= ACTION ITEM =
In the entries below, find the line with "pub struct TxBuilder<'a>" and the line with "Complete a request"; give again those lines and every line between them, exactly.

Data extracted from a collection:
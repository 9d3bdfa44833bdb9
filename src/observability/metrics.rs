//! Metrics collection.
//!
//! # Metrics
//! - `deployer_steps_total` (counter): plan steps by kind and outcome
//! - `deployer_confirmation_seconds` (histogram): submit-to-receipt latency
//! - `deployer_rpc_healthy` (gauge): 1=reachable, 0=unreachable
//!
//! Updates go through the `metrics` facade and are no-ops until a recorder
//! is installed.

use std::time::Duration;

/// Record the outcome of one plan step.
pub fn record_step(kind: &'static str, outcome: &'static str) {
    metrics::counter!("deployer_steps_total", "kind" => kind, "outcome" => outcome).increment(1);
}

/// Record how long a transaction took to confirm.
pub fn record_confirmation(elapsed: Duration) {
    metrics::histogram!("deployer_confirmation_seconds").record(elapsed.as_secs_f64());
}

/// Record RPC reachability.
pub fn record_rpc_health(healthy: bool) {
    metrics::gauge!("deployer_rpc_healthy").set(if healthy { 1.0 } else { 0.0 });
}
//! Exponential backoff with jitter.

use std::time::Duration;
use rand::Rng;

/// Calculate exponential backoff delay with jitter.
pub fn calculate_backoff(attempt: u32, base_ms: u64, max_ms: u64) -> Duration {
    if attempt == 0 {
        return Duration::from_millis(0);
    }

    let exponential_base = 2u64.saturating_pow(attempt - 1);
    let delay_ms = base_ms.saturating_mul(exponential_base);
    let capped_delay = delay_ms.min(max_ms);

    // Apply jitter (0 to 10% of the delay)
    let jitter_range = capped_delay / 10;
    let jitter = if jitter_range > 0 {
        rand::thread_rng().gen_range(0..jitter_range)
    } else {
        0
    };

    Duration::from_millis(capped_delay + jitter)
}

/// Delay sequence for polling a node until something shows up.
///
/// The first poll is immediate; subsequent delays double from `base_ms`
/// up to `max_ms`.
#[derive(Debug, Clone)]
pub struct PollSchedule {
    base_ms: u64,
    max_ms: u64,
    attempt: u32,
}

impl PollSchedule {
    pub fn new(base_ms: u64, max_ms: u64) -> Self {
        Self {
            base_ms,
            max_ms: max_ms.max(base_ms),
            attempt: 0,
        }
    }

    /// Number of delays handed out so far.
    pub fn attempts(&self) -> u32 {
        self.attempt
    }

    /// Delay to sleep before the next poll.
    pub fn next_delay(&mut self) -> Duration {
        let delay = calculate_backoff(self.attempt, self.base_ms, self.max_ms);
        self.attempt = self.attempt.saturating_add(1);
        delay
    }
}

* * *

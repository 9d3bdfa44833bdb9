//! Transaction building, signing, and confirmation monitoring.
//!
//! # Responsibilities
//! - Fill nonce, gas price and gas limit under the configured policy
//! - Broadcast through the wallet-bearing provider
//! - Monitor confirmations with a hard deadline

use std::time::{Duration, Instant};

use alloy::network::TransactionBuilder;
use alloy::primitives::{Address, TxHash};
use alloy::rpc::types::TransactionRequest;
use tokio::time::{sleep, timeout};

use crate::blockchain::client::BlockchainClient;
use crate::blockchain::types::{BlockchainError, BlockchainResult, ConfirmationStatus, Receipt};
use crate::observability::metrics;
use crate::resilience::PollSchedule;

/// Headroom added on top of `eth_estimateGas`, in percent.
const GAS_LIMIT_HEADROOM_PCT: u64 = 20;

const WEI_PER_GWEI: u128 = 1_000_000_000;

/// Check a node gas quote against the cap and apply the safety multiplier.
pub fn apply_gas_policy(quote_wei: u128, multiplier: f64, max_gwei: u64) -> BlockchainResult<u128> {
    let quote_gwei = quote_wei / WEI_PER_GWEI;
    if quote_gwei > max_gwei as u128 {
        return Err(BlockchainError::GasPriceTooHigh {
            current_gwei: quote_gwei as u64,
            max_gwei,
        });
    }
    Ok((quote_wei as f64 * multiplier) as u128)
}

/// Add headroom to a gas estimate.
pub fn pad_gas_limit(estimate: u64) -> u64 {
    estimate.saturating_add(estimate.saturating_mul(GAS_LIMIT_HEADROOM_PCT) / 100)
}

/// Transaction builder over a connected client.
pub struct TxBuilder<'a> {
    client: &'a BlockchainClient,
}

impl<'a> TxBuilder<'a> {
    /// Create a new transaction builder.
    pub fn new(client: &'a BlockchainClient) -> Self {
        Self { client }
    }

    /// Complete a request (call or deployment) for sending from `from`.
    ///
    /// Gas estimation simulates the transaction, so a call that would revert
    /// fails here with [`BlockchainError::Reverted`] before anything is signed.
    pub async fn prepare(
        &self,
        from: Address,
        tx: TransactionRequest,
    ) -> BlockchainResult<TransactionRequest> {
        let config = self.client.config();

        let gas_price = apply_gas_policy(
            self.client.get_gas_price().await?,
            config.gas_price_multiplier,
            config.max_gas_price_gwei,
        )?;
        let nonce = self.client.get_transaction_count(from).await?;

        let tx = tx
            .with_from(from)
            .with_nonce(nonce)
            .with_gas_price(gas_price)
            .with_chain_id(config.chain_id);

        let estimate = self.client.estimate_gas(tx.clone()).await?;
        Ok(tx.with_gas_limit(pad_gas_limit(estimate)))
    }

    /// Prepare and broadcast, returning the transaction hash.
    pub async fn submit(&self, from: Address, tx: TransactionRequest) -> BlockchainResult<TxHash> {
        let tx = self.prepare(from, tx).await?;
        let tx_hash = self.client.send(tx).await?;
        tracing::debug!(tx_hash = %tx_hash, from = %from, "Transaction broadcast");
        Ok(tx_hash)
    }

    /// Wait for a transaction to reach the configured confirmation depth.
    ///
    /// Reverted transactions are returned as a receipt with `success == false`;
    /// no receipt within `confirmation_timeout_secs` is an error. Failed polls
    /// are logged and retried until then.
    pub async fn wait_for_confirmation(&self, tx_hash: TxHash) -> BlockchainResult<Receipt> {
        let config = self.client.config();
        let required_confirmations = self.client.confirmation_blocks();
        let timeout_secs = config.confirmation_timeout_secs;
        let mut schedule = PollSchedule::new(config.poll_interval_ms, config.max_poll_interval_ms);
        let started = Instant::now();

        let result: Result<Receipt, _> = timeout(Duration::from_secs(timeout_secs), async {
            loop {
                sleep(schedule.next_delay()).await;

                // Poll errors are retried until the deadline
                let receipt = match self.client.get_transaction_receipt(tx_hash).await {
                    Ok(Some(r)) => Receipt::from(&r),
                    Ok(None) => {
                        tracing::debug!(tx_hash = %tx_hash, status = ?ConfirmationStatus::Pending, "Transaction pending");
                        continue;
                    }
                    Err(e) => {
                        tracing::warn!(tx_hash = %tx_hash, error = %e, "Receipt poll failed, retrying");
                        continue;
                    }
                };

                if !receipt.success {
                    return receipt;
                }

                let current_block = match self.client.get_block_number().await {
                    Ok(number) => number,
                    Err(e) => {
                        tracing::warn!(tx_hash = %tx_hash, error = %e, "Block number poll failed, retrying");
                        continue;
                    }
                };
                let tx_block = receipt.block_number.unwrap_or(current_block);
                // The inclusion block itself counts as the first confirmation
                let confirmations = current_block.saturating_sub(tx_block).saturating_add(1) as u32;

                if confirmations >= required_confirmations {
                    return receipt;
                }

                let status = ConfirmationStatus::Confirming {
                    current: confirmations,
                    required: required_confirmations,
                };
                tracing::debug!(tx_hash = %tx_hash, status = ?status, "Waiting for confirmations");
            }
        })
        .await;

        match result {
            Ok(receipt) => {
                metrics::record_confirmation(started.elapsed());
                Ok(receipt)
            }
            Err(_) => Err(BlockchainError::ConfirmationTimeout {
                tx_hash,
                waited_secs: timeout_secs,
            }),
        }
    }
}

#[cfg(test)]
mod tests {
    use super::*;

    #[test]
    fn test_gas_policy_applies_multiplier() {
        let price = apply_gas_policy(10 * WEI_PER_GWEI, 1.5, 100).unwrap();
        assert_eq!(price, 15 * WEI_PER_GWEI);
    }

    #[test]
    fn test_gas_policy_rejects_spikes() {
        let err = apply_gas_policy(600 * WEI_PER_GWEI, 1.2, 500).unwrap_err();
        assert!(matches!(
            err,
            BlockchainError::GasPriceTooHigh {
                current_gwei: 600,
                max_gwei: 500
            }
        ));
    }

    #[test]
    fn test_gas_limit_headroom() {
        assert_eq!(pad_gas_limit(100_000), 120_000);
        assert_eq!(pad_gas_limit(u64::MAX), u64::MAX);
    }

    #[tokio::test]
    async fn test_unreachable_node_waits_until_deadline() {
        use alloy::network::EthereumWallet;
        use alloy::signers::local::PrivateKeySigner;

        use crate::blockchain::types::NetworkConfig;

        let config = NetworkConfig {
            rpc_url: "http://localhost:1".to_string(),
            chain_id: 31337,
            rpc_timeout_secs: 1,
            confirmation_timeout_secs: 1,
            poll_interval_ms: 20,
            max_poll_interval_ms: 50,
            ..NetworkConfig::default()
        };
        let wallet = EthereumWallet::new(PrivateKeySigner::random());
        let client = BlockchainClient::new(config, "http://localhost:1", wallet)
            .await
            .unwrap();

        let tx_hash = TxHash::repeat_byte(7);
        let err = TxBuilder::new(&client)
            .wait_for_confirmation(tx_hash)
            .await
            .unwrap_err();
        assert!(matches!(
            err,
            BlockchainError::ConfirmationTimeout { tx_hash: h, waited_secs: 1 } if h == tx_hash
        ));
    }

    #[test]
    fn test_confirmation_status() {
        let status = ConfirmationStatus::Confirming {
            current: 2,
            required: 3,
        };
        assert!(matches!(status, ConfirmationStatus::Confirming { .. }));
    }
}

= RESPONSE TO THE TASK =
pub struct TxBuilder<'a> {
    client: &'a BlockchainClient,
}

impl<'a> TxBuilder<'a> {
    /// Create a new transaction builder.
    pub fn new(client: &'a BlockchainClient) -> Self {
        Self { client }
    }

    /// Complete a request (call or deployment) for sending from `from`.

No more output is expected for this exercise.